A Workflow of data collection and analysis. Of the 238 datasets identified by the search query, 188 datasets included at least six samples and had NCBI-generated RNA sequencing count data available. Of these datasets, those without case-control design, with less than three cases and/or controls, and without NDD cases were excluded, resulting in 115 transcriptomic datasets that were included in the analysis. Datasets were stratified based on mutation type and/or cell type/tissue before performing differential expression analysis, provided that there were at least three cases and controls within each stratum. This resulted in a total of 151 distinct datasets that were used to identify common, disorder-associated, and phenotype-specific changes. B Distribution of the number of cases and controls among the 151 datasets. The y-axis shows the number of datasets with the specified number of cases and controls on the x-axis. Most datasets include only three or four cases and controls, while only a few datasets include more than ten. C Donut chart of the number of datasets for Rett syndrome, Duchenne muscular dystrophy, Fragile X syndrome, Down syndrome, and others. D Principal coordinate analysis (PCoA) of the 151 datasets. The distance between the datasets was calculated using the Spearman correlation of the gene’s P values.
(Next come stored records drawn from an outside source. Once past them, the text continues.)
//! A-Record Checker
//!
//! Learns the virtual IPs of discovered jobs from DNS. A job's API VIP is
//! published as `api-int.{namespace}-{job}.{base_domain}`; the ingress VIP
//! is the address right after it.

use crate::adapters::outbound::TargetStore;
use crate::domain::ports::HostResolver;
use crate::domain::value_objects::next_address;
use std::net::IpAddr;
use std::sync::Arc;

/// Default prefix an address must carry to be treated as a cluster VIP.
pub const DEFAULT_INTERNAL_PREFIX: &str = "10.";

/// Hostname of a job's internal API endpoint.
pub fn api_int_host(namespace: &str, job_id: &str, base_domain: &str) -> String {
    format!("api-int.{}-{}.{}", namespace, job_id, base_domain)
}

/// Resolves VIPs for jobs still lacking a primary address.
pub struct ARecordChecker {
    store: Arc<TargetStore>,
    resolver: Arc<dyn HostResolver>,
    base_domain: String,
    internal_prefix: String,
}

impl ARecordChecker {
    pub fn new(
        store: Arc<TargetStore>,
        resolver: Arc<dyn HostResolver>,
        base_domain: impl Into<String>,
    ) -> Self {
        Self {
            store,
            resolver,
            base_domain: base_domain.into(),
            internal_prefix: DEFAULT_INTERNAL_PREFIX.to_string(),
        }
    }

    pub fn with_internal_prefix(mut self, prefix: impl Into<String>) -> Self {
        self.internal_prefix = prefix.into();
        self
    }

    /// Pick the VIP among resolved addresses: the last one whose text starts
    /// with the internal prefix.
    pub fn select_vip(&self, addresses: &[IpAddr]) -> Option<IpAddr> {
        addresses
            .iter()
            .filter(|ip| ip.is_ipv4() && ip.to_string().starts_with(&self.internal_prefix))
            .last()
            .copied()
    }

    /// Check every pending job once. Returns the number of jobs updated.
    ///
    /// The store lock is not held across lookups, so a namespace deleted
    /// meanwhile simply drops the result.
    pub async fn check(&self) -> usize {
        let pending = self.store.pending_lookups();
        let mut updated = 0;

        for record in pending {
            let host = api_int_host(&record.namespace, &record.job_id, &self.base_domain);
            let addresses = match self.resolver.resolve(&host).await {
                Ok(addresses) => addresses,
                Err(e) => {
                    tracing::warn!("{}", e);
                    continue;
                }
            };

            let Some(primary) = self.select_vip(&addresses) else {
                tracing::debug!("no internal address for {} in {:?}", host, addresses);
                continue;
            };

            let mut secondaries = vec![primary];
            match next_address(primary) {
                Some(next) => secondaries.push(next),
                None => tracing::warn!("no address follows {}", primary),
            }

            if self
                .store
                .record_addresses(&record.namespace, &record.job_id, primary, secondaries)
            {
                tracing::info!("{} resolved to VIP {}", host, primary);
                updated += 1;
            }
        }

        updated
    }
}

#[cfg(test)]
mod tests {
    use super::*;
    use crate::domain::errors::ResolveError;
    use async_trait::async_trait;
    use std::collections::HashMap;

    #[derive(Default)]
    struct StaticResolver {
        answers: HashMap<String, Vec<IpAddr>>,
    }

    #[async_trait]
    impl HostResolver for StaticResolver {
        async fn resolve(&self, host: &str) -> Result<Vec<IpAddr>, ResolveError> {
            self.answers
                .get(host)
                .cloned()
                .ok_or_else(|| ResolveError::new(host, "no such host"))
        }
    }

    fn ip(s: &str) -> IpAddr {
        s.parse().unwrap()
    }

    /// Checker over a resolver answering `(host, address)` pairs in order.
    fn checker(store: Arc<TargetStore>, answers: &[(&str, &str)]) -> ARecordChecker {
        let mut resolver = StaticResolver::default();
        for (host, address) in answers {
            resolver
                .answers
                .entry(host.to_string())
                .or_default()
                .push(ip(address));
        }
        ARecordChecker::new(store, Arc::new(resolver), "example.com")
    }

    const HOST: &str = "api-int.ci-ln-abc-h1.example.com";

    #[test]
    fn test_api_int_host() {
        assert_eq!(
            api_int_host("ci-ln-abc", "h1", "example.com"),
            "api-int.ci-ln-abc-h1.example.com"
        );
    }

    #[tokio::test]
    async fn test_check_sets_primary_and_secondaries() {
        let store = Arc::new(TargetStore::new());
        store.record_pod_observation("ci-ln-abc", "h1");
        let checker = checker(
            store.clone(),
            &[(HOST, "10.0.0.4")],
        );

        assert_eq!(checker.check().await, 1);

        let record = &store.snapshot()[0];
        assert_eq!(record.primary, Some(ip("10.0.0.4")));
        assert_eq!(record.secondaries, vec![ip("10.0.0.4"), ip("10.0.0.5")]);
    }

    #[tokio::test]
    async fn test_check_last_internal_address_wins() {
        let store = Arc::new(TargetStore::new());
        store.record_pod_observation("ci-ln-abc", "h1");
        let checker = checker(
            store.clone(),
            &[
                (HOST, "10.0.0.4"),
                (HOST, "192.168.1.1"),
                (HOST, "10.0.0.9"),
                (HOST, "172.16.0.1"),
            ],
        );

        checker.check().await;
        assert_eq!(store.snapshot()[0].primary, Some(ip("10.0.0.9")));
    }

    #[tokio::test]
    async fn test_check_ignores_external_addresses() {
        let store = Arc::new(TargetStore::new());
        store.record_pod_observation("ci-ln-abc", "h1");
        let checker = checker(
            store.clone(),
            &[(HOST, "192.168.1.1"), (HOST, "fd00::10")],
        );

        assert_eq!(checker.check().await, 0);
        assert!(!store.snapshot()[0].has_primary());
    }

    #[tokio::test]
    async fn test_check_resolution_failure_is_retried() {
        let store = Arc::new(TargetStore::new());
        store.record_pod_observation("ci-ln-abc", "h1");
        store.record_pod_observation("ci-ln-def", "h2");
        let checker = checker(
            store.clone(),
            &[("api-int.ci-ln-def-h2.example.com", "10.1.0.1")],
        );

        assert_eq!(checker.check().await, 1);
        assert_eq!(store.pending_lookups().len(), 1);
        assert_eq!(store.pending_lookups()[0].namespace, "ci-ln-abc");
    }

    #[tokio::test]
    async fn test_check_skips_resolved_jobs() {
        let store = Arc::new(TargetStore::new());
        store.record_pod_observation("ci-ln-abc", "h1");
        store.record_addresses("ci-ln-abc", "h1", ip("10.0.0.1"), vec![]);
        let checker = checker(
            store.clone(),
            &[(HOST, "10.0.0.7")],
        );

        assert_eq!(checker.check().await, 0);
        assert_eq!(store.snapshot()[0].primary, Some(ip("10.0.0.1")));
    }

    #[tokio::test]
    async fn test_custom_internal_prefix() {
        let store = Arc::new(TargetStore::new());
        store.record_pod_observation("ci-ln-abc", "h1");
        let checker = checker(
            store.clone(),
            &[(HOST, "10.0.0.4"), (HOST, "172.16.3.3")],
        )
        .with_internal_prefix("172.16.");

        checker.check().await;
        assert_eq!(store.snapshot()[0].primary, Some(ip("172.16.3.3")));
    }

    #[test]
    fn test_select_vip_broadcast_has_no_successor() {
        let store = Arc::new(TargetStore::new());
        let checker = checker(store, &[]).with_internal_prefix("255.");
        let vip = checker.select_vip(&[ip("255.255.255.255")]);
        assert_eq!(vip, Some(ip("255.255.255.255")));
        assert_eq!(next_address(ip("255.255.255.255")), None);
    }
}
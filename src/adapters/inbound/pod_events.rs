//! Pod Event Listener
//!
//! Applies pod lifecycle events to the target store. Events arrive over an
//! mpsc channel; any watcher (cluster informer, stdin feed, tests) can be
//! the producer.

use crate::adapters::outbound::TargetStore;
use crate::infrastructure::ShutdownController;
use serde::{Deserialize, Serialize};
use std::collections::HashMap;
use std::sync::Arc;
use tokio::io::{AsyncBufRead, AsyncBufReadExt};
use tokio::sync::mpsc;

/// Default namespace prefix of CI jobs.
pub const DEFAULT_NAMESPACE_PREFIX: &str = "ci-ln-";
/// Default pod env var carrying the job identifier.
pub const DEFAULT_JOB_HASH_ENV: &str = "JOB_NAME_HASH";

/// Pod lifecycle event.
#[derive(Debug, Clone, PartialEq, Eq, Serialize, Deserialize)]
#[serde(tag = "type", rename_all = "kebab-case")]
pub enum PodEvent {
    /// A pod was added or updated. `env` holds its container env vars.
    Observed {
        namespace: String,
        #[serde(default)]
        env: HashMap<String, String>,
    },
    /// A namespace was deleted.
    NamespaceDeleted { namespace: String },
}

/// Inbound adapter translating pod events into store updates.
pub struct PodEventListener {
    store: Arc<TargetStore>,
    namespace_prefix: String,
    job_hash_env: String,
}

impl PodEventListener {
    pub fn new(store: Arc<TargetStore>) -> Self {
        Self {
            store,
            namespace_prefix: DEFAULT_NAMESPACE_PREFIX.to_string(),
            job_hash_env: DEFAULT_JOB_HASH_ENV.to_string(),
        }
    }

    pub fn with_namespace_prefix(mut self, prefix: impl Into<String>) -> Self {
        self.namespace_prefix = prefix.into();
        self
    }

    pub fn with_job_hash_env(mut self, name: impl Into<String>) -> Self {
        self.job_hash_env = name.into();
        self
    }

    /// Apply one event. Returns true if the store changed.
    pub fn handle(&self, event: PodEvent) -> bool {
        match event {
            PodEvent::Observed { namespace, env } => {
                if !namespace.starts_with(&self.namespace_prefix) {
                    return false;
                }
                match env.get(&self.job_hash_env).filter(|v| !v.is_empty()) {
                    Some(job_id) => self.store.record_pod_observation(&namespace, job_id),
                    None => {
                        tracing::debug!(
                            "pod in {} has no {}, ignoring",
                            namespace,
                            self.job_hash_env
                        );
                        false
                    }
                }
            }
            PodEvent::NamespaceDeleted { namespace } => {
                self.store.remove_namespace(&namespace) > 0
            }
        }
    }

    /// Consume events until the channel closes or shutdown is signalled.
    pub async fn run(&self, mut events: mpsc::Receiver<PodEvent>, shutdown: ShutdownController) {
        tracing::info!(
            "watching pods in namespaces {}* (job env {})",
            self.namespace_prefix,
            self.job_hash_env
        );

        loop {
            tokio::select! {
                event = events.recv() => match event {
                    Some(event) => {
                        self.handle(event);
                    }
                    None => {
                        tracing::info!("pod event source closed");
                        break;
                    }
                },
                _ = shutdown.cancelled() => break,
            }
        }
    }
}

/// Read JSON-lines pod events from `reader` and forward them to `tx`.
///
/// Malformed lines, including ones that are not UTF-8, are logged and
/// skipped. Returns when the reader hits EOF or the receiver is dropped.
pub async fn forward_json_lines<R>(mut reader: R, tx: mpsc::Sender<PodEvent>) -> std::io::Result<()>
where
    R: AsyncBufRead + Unpin,
{
    let mut buf = Vec::new();
    loop {
        buf.clear();
        if reader.read_until(b'\n', &mut buf).await? == 0 {
            break;
        }

        let line = match std::str::from_utf8(&buf) {
            Ok(line) => line.trim(),
            Err(e) => {
                tracing::warn!("skipping pod event line that is not UTF-8: {}", e);
                continue;
            }
        };
        if line.is_empty() {
            continue;
        }

        match serde_json::from_str::<PodEvent>(line) {
            Ok(event) => {
                if tx.send(event).await.is_err() {
                    break;
                }
            }
            Err(e) => tracing::warn!("invalid pod event {:?}: {}", line, e),
        }
    }
    Ok(())
}

#[cfg(test)]
mod tests {
    use super::*;
    use std::time::Duration;

    fn observed(namespace: &str, job: Option<&str>) -> PodEvent {
        let mut env = HashMap::new();
        if let Some(job) = job {
            env.insert(DEFAULT_JOB_HASH_ENV.to_string(), job.to_string());
        }
        PodEvent::Observed {
            namespace: namespace.to_string(),
            env,
        }
    }

    #[test]
    fn test_handle_observed() {
        let store = Arc::new(TargetStore::new());
        let listener = PodEventListener::new(store.clone());

        assert!(listener.handle(observed("ci-ln-abc", Some("h1"))));
        assert!(!listener.handle(observed("ci-ln-abc", Some("h1"))));
        assert_eq!(store.len(), 1);
    }

    #[test]
    fn test_handle_filters_namespace() {
        let store = Arc::new(TargetStore::new());
        let listener = PodEventListener::new(store.clone());

        assert!(!listener.handle(observed("kube-system", Some("h1"))));
        assert!(store.is_empty());
    }

    #[test]
    fn test_handle_missing_job_env() {
        let store = Arc::new(TargetStore::new());
        let listener = PodEventListener::new(store.clone());

        assert!(!listener.handle(observed("ci-ln-abc", None)));
        assert!(!listener.handle(observed("ci-ln-abc", Some(""))));
        assert!(store.is_empty());
    }

    #[test]
    fn test_handle_namespace_deleted() {
        let store = Arc::new(TargetStore::new());
        let listener = PodEventListener::new(store.clone());
        listener.handle(observed("ci-ln-abc", Some("h1")));

        let deleted = PodEvent::NamespaceDeleted {
            namespace: "ci-ln-abc".to_string(),
        };
        assert!(listener.handle(deleted.clone()));
        assert!(!listener.handle(deleted));
        assert!(store.is_empty());
    }

    #[test]
    fn test_custom_filter() {
        let store = Arc::new(TargetStore::new());
        let listener = PodEventListener::new(store.clone())
            .with_namespace_prefix("dev-")
            .with_job_hash_env("BUILD_ID");

        let mut env = HashMap::new();
        env.insert("BUILD_ID".to_string(), "b7".to_string());
        assert!(listener.handle(PodEvent::Observed {
            namespace: "dev-1".to_string(),
            env,
        }));
        assert!(!listener.handle(observed("ci-ln-abc", Some("h1"))));
    }

    #[test]
    fn test_event_json() {
        let event: PodEvent = serde_json::from_str(
            r#"{"type":"observed","namespace":"ci-ln-a","env":{"JOB_NAME_HASH":"h1"}}"#,
        )
        .unwrap();
        assert_eq!(event, observed("ci-ln-a", Some("h1")));

        let event: PodEvent =
            serde_json::from_str(r#"{"type":"namespace-deleted","namespace":"ci-ln-a"}"#).unwrap();
        assert_eq!(
            event,
            PodEvent::NamespaceDeleted {
                namespace: "ci-ln-a".to_string()
            }
        );
    }

    #[tokio::test]
    async fn test_run_until_channel_closed() {
        let store = Arc::new(TargetStore::new());
        let listener = PodEventListener::new(store.clone());
        let (tx, rx) = mpsc::channel(8);

        tx.send(observed("ci-ln-a", Some("h1"))).await.unwrap();
        tx.send(observed("ci-ln-b", Some("h2"))).await.unwrap();
        drop(tx);

        listener.run(rx, ShutdownController::new()).await;
        assert_eq!(store.len(), 2);
    }

    #[tokio::test]
    async fn test_run_stops_on_shutdown() {
        let store = Arc::new(TargetStore::new());
        let listener = PodEventListener::new(store);
        let (_tx, rx) = mpsc::channel(8);
        let shutdown = ShutdownController::new();
        shutdown.shutdown();

        let result =
            tokio::time::timeout(Duration::from_millis(200), listener.run(rx, shutdown)).await;
        assert!(result.is_ok());
    }

    #[tokio::test]
    async fn test_forward_json_lines() {
        let input = concat!(
            "{\"type\":\"observed\",\"namespace\":\"ci-ln-a\",\"env\":{\"JOB_NAME_HASH\":\"h1\"}}\n",
            "not json\n",
            "\n",
            "{\"type\":\"namespace-deleted\",\"namespace\":\"ci-ln-b\"}\n",
        );
        let (tx, mut rx) = mpsc::channel(8);

        forward_json_lines(input.as_bytes(), tx).await.unwrap();

        assert_eq!(rx.recv().await, Some(observed("ci-ln-a", Some("h1"))));
        assert!(matches!(
            rx.recv().await,
            Some(PodEvent::NamespaceDeleted { .. })
        ));
        assert_eq!(rx.recv().await, None);
    }

    #[tokio::test]
    async fn test_forward_json_lines_skips_invalid_utf8() {
        let mut input = Vec::new();
        input.extend_from_slice(
            b"{\"type\":\"observed\",\"namespace\":\"ci-ln-a\",\"env\":{\"JOB_NAME_HASH\":\"h1\"}}\n",
        );
        input.extend_from_slice(b"\xff\xfe garbage\n");
        input.extend_from_slice(b"{\"type\":\"namespace-deleted\",\"namespace\":\"ci-ln-b\"}");
        let (tx, mut rx) = mpsc::channel(8);

        forward_json_lines(input.as_slice(), tx).await.unwrap();

        assert_eq!(rx.recv().await, Some(observed("ci-ln-a", Some("h1"))));
        assert_eq!(
            rx.recv().await,
            Some(PodEvent::NamespaceDeleted {
                namespace: "ci-ln-b".to_string()
            })
        );
        assert_eq!(rx.recv().await, None);
    }
}
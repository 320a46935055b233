//! Adapters Layer
//!
//! Inbound adapters feed events into the application; outbound adapters
//! implement the domain ports.

pub mod inbound;
pub mod outbound;
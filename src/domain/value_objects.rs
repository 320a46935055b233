//! Value Objects - Immutable domain primitives
//!
//! Value objects are identified by their value rather than identity.
//! They are immutable and can be freely shared.

use crate::domain::errors::ScanError;
use serde::{Deserialize, Serialize};
use std::fmt;
use std::net::{IpAddr, Ipv4Addr, Ipv6Addr};

/// Protocol used to probe a monitored port.
///
/// Ports without an explicit protocol are probed over TLS.
#[derive(Debug, Clone, Copy, PartialEq, Eq, Hash, Serialize, Deserialize)]
#[serde(rename_all = "lowercase")]
pub enum Protocol {
    /// TLS handshake; certificate SANs are inspected for a base domain
    Https,
    /// Plain HTTP GET; any response counts as live
    Http,
}

impl Protocol {
    /// Convert to string representation.
    pub fn as_str(&self) -> &'static str {
        match self {
            Self::Https => "https",
            Self::Http => "http",
        }
    }

    pub fn is_tls(&self) -> bool {
        matches!(self, Self::Https)
    }
}

impl Default for Protocol {
    fn default() -> Self {
        Self::Https
    }
}

impl fmt::Display for Protocol {
    fn fmt(&self, f: &mut fmt::Formatter<'_>) -> fmt::Result {
        f.write_str(self.as_str())
    }
}

/// Identity of a discovered job: (namespace, job identifier).
///
/// Ordered so that store snapshots iterate deterministically.
#[derive(Debug, Clone, PartialEq, Eq, Hash, PartialOrd, Ord)]
pub struct JobKey {
    pub namespace: String,
    pub job_id: String,
}

impl JobKey {
    pub fn new(namespace: impl Into<String>, job_id: impl Into<String>) -> Self {
        Self {
            namespace: namespace.into(),
            job_id: job_id.into(),
        }
    }
}

impl fmt::Display for JobKey {
    fn fmt(&self, f: &mut fmt::Formatter<'_>) -> fmt::Result {
        write!(f, "{}/{}", self.namespace, self.job_id)
    }
}

/// Step an address by one, or `None` when it would wrap past the top of
/// its address family.
///
/// # Examples
/// ```
/// use haproxy_dyna::domain::value_objects::next_address;
/// use std::net::{IpAddr, Ipv4Addr};
///
/// let ip = IpAddr::V4(Ipv4Addr::new(10, 0, 0, 255));
/// assert_eq!(next_address(ip), Some(IpAddr::V4(Ipv4Addr::new(10, 0, 1, 0))));
/// ```
pub fn next_address(ip: IpAddr) -> Option<IpAddr> {
    match ip {
        IpAddr::V4(v4) => u32::from(v4)
            .checked_add(1)
            .map(|n| IpAddr::V4(Ipv4Addr::from(n))),
        IpAddr::V6(v6) => u128::from(v6)
            .checked_add(1)
            .map(|n| IpAddr::V6(Ipv6Addr::from(n))),
    }
}

/// Inclusive range of addresses of a single family.
///
/// `iter()` restarts from `start` every time it is called.
#[derive(Debug, Clone, Copy, PartialEq, Eq)]
pub struct AddressRange {
    start: IpAddr,
    end: IpAddr,
}

impl AddressRange {
    /// Create a range, rejecting mixed families and `start > end`.
    pub fn new(start: IpAddr, end: IpAddr) -> Result<Self, ScanError> {
        if start.is_ipv4() != end.is_ipv4() || start > end {
            return Err(ScanError::InvalidRange {
                start: start.to_string(),
                end: end.to_string(),
            });
        }
        Ok(Self { start, end })
    }

    /// Parse both bounds from their textual form.
    pub fn parse(start: &str, end: &str) -> Result<Self, ScanError> {
        let start: IpAddr = start
            .trim()
            .parse()
            .map_err(|_| ScanError::InvalidAddress(start.to_string()))?;
        let end: IpAddr = end
            .trim()
            .parse()
            .map_err(|_| ScanError::InvalidAddress(end.to_string()))?;
        Self::new(start, end)
    }

    pub fn start(&self) -> IpAddr {
        self.start
    }

    pub fn end(&self) -> IpAddr {
        self.end
    }

    pub fn contains(&self, ip: IpAddr) -> bool {
        ip.is_ipv4() == self.start.is_ipv4() && ip >= self.start && ip <= self.end
    }

    pub fn iter(&self) -> AddressIter {
        AddressIter {
            next: Some(self.start),
            end: self.end,
        }
    }
}

impl IntoIterator for &AddressRange {
    type Item = IpAddr;
    type IntoIter = AddressIter;

    fn into_iter(self) -> Self::IntoIter {
        self.iter()
    }
}

/// Lazy iterator over an [`AddressRange`].
#[derive(Debug, Clone)]
pub struct AddressIter {
    next: Option<IpAddr>,
    end: IpAddr,
}

impl Iterator for AddressIter {
    type Item = IpAddr;

    fn next(&mut self) -> Option<IpAddr> {
        let current = self.next?;
        if current > self.end {
            self.next = None;
            return None;
        }
        self.next = if current == self.end {
            None
        } else {
            next_address(current)
        };
        Some(current)
    }
}
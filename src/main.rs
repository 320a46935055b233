//! haproxy-dyna - dynamic HAProxy configuration for CI clusters
//!
//! This is the composition root that wires together all the components.

use haproxy_dyna::adapters::inbound::{forward_json_lines, PodEventListener};
use haproxy_dyna::adapters::outbound::{FileConfigStore, SystemHostResolver, TargetStore};
use haproxy_dyna::application::{ARecordChecker, Reconciler};
use haproxy_dyna::config::load_config;
use haproxy_dyna::domain::services::ModelBuilder;
use haproxy_dyna::infrastructure::{shutdown_signal, EndpointProbe, RangeScanner, ShutdownController};
use std::sync::Arc;
use std::time::Duration;
use tokio::io::BufReader;
use tokio::sync::mpsc;
use tracing_subscriber::fmt::format::FmtSpan;

#[tokio::main]
async fn main() -> anyhow::Result<()> {
    // Load configuration from file and environment
    let cfg = load_config()?;

    // Setup logging
    let log_level = if cfg.debug {
        tracing::Level::DEBUG
    } else {
        tracing::Level::INFO
    };

    tracing_subscriber::fmt()
        .with_max_level(log_level)
        .with_span_events(FmtSpan::CLOSE)
        .init();

    tracing::info!(
        "starting haproxy-dyna base_domain={} ranges={} output={}",
        cfg.base_domain,
        cfg.monitor_ranges.len(),
        cfg.output_path
    );

    // ===== COMPOSITION ROOT =====

    let shutdown = ShutdownController::new();

    // 1. Outbound adapters
    let store = Arc::new(TargetStore::new());
    let resolver = Arc::new(SystemHostResolver::new(cfg.resolve_timeout()));
    let config_store = Arc::new(FileConfigStore::new(&cfg.output_path));
    let prober = Arc::new(EndpointProbe::new(cfg.check_timeout(), shutdown.clone())?);

    // 2. Application services
    let scanner = RangeScanner::new(prober, cfg.scan_config());
    let checker = ARecordChecker::new(store.clone(), resolver, &cfg.base_domain)
        .with_internal_prefix(&cfg.internal_prefix);
    let builder = ModelBuilder::new(&cfg.base_domain, &cfg.haproxy_header);
    let reconciler = Arc::new(Reconciler::new(
        store.clone(),
        scanner,
        checker,
        builder,
        config_store,
        cfg.monitor_ranges.clone(),
    ));

    // 3. Inbound adapter: JSON-lines pod events on stdin
    let listener = PodEventListener::new(store)
        .with_namespace_prefix(&cfg.namespace_prefix)
        .with_job_hash_env(&cfg.job_hash_env);
    let (events_tx, events_rx) = mpsc::channel(256);

    tokio::spawn(async move {
        if let Err(e) = forward_json_lines(BufReader::new(tokio::io::stdin()), events_tx).await {
            tracing::error!("pod event feed failed: {}", e);
        }
    });

    let listener_task = {
        let shutdown = shutdown.clone();
        tokio::spawn(async move { listener.run(events_rx, shutdown).await })
    };
    let reconcile_task = tokio::spawn(reconciler.run(cfg.reconcile_interval(), shutdown.clone()));

    shutdown_signal(shutdown.clone()).await;

    if !shutdown.wait_for_drain(Duration::from_secs(5)).await {
        tracing::warn!("exiting with probes still in flight");
    }
    let _ = reconcile_task.await;
    let _ = listener_task.await;

    tracing::info!("shutdown complete");
    Ok(())
}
The gene’s P values were calculated for each dataset through the differential expression analysis of NDD cases versus controls. The first component is associated with the cell type/tissue. Particularly, the T Cell Receptor Gamma Variable 4 (TRGV4) reaches higher levels of significance (i.e., P value rank) in immune cells, while the cholinergic receptor nicotinic alpha 4 Subunit (CHRNA4) has higher P value ranks in neural cells.